Within neuropsychiatry, epidemiologic, genetic, molecular, and neuroimaging advances have generally failed to translate into new and specific behavioural treatment guidelines; however, this should not detract from what has been accomplished. Much has been learned, and this review highlights some of the progress with respect to MS.

As a prelude to this review, it is important to remember that MS is the commonest cause of neurologic disability in young and middle-aged adults. It has no cure. As such, all sources of potential morbidity must be detected and, wherever possible, treated. Here, psychiatrists can play a useful role because disorders of mood and cognition frequently accompany the more readily discernable ataxia, weakness, and loss of visual acuity.

Disorders of Mood, Affect, and Behaviour

Major Depression
The lifetime prevalence of major depression in MS is approximately 50% (1). A metaanalysis suggests that this is higher than in other neurologic disorders (2) and, depending on the reference point, is 3 to 10 times the rate in the general population (3). While the basic phenomenology of the MS depressive syndrome overlaps with that found in primary depression, certain symptoms are more typical, while others occur less commonly. Thus, irritability, discouragement, and a sense of frustration are more likely to accompany low mood than are feelings of guilt and poor self-esteem (4). It is also important to remember that symptoms such as insomnia, poor appetite, and difficulties with concentration and memory may be equally attributable to depression or to MS. Fatigue represents a particularly notable confounder in this regard. Fatigue is considered ubiquitous among MS patients, and most depression patients will also endorse it; while researchers may be able to delineate a particular type of fatigue associated with each disorder, such distinctions are likely to be beyond the scope of busy clinicians. Nevertheless, even when these potential diagnostic traps are avoided, the rates of major depression in MS remain elevated and suggest that 1 in 2 patients will develop the syndrome over the course of their lives.

Depression is an important reason for so many MS patients’ thoughts of self-harm: suicidal intent occurs in approximately 30% of MS patients and is linked to the presence and severity of depression and social isolation (5). Given that thoughts of suicide are harbingers of suicidal attempt, these figures help explain, albeit indirectly, why suicide rates in MS patients are up to 7 times higher than rates in the general population and higher than in most other neurologic disorders, as well (6).

The elevated prevalence of depression can be traced to multiple factors, although it needs to be acknowledged at the outset that etiologic data are at best inconsistent and incomplete. While there does not appear to be a clear genetic diathesis to depression in MS (7), a recent dissenting voice exists (8).
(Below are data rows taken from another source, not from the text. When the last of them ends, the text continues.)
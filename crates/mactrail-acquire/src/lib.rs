//! # mactrail-acquire
//!
//! Live-tree acquisition: walk a mounted directory and emit one
//! [`RawEvent`](mactrail_core::RawEvent) per timestamp the filesystem
//! reports for each file. The adapter owns everything the engine must
//! not care about -- scan limits, partition labels, unreadable entries,
//! zero timestamps -- and hands the engine a time-sorted event list in
//! which every event carries a valid time by construction.
//!
//! Parsing disk images and unallocated entries is a different
//! acquisition component entirely; on a live tree every observed entry
//! is allocated, so `deleted` is always false here.

mod error;
mod scanner;

pub use error::{AcquireError, Result};
pub use scanner::{scan_tree, ScanConfig, DEFAULT_PARTITION_LABEL, DEFAULT_SCAN_LIMIT};
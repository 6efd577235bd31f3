use thiserror::Error;

/// Result type alias for timeline CSV operations
pub type Result<T> = std::result::Result<T, CsvError>;

/// Errors that can occur reading or writing a timeline CSV
#[derive(Error, Debug)]
pub enum CsvError {
    /// Header is missing one or more required columns. Reported before
    /// any row is processed.
    #[error("missing required column(s): {}", columns.join(", "))]
    MissingColumns {
        /// The absent column names, in canonical column order
        columns: Vec<String>,
    },

    /// Underlying CSV parse/serialize failure
    #[error("timeline CSV error: {0}")]
    Csv(#[from] csv::Error),

    /// Filesystem failure opening or creating the timeline file
    #[error("I/O error on {path}: {source}")]
    Io {
        /// Path of the file being opened or created
        path: String,
        #[source]
        source: std::io::Error,
    },
}

impl CsvError {
    /// Wrap an I/O error with the path it occurred on.
    pub fn io(path: impl Into<String>, source: std::io::Error) -> Self {
        Self::Io {
            path: path.into(),
            source,
        }
    }
}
It is also unclear whether depression may be linked to disease exacerbation, with evidence for (9) and against (10) available. It is, however, incorrect to conclude that depression is simply a patient reaction to having a disabling, incurable, and difficult-to-predict neurologic disease (11). More rewarding clues come from neuroimaging data that reveal an association between low mood and various indices of structural (12) and functional (13) brain abnormalities. Focusing on a single index of cerebral pathology is, however, likely to miss the bigger picture. For example, Pujol and others reported that hyperintense lesions localized to the arcuate fasciculus was the single magnetic resonance imaging (MRI) variable that distinguished between patients with depression and euthymic patients; alone, however, it could account for only 17% of the depression score variance (14). These findings were extended by other researchers who reported that MS patients suffering from depression were more likely to have greater hypointense lesion volume as well as discrete areas of cerebral atrophy (15). Nevertheless, combining measures of lesion load and cortical atrophy have only improved the depression score variance to 40% (16). These cerebral findings must be viewed alongside psychosocial data: a constellation of perceived helplessness, uncertainty, and disability has been shown to be equally important in explaining depression (17).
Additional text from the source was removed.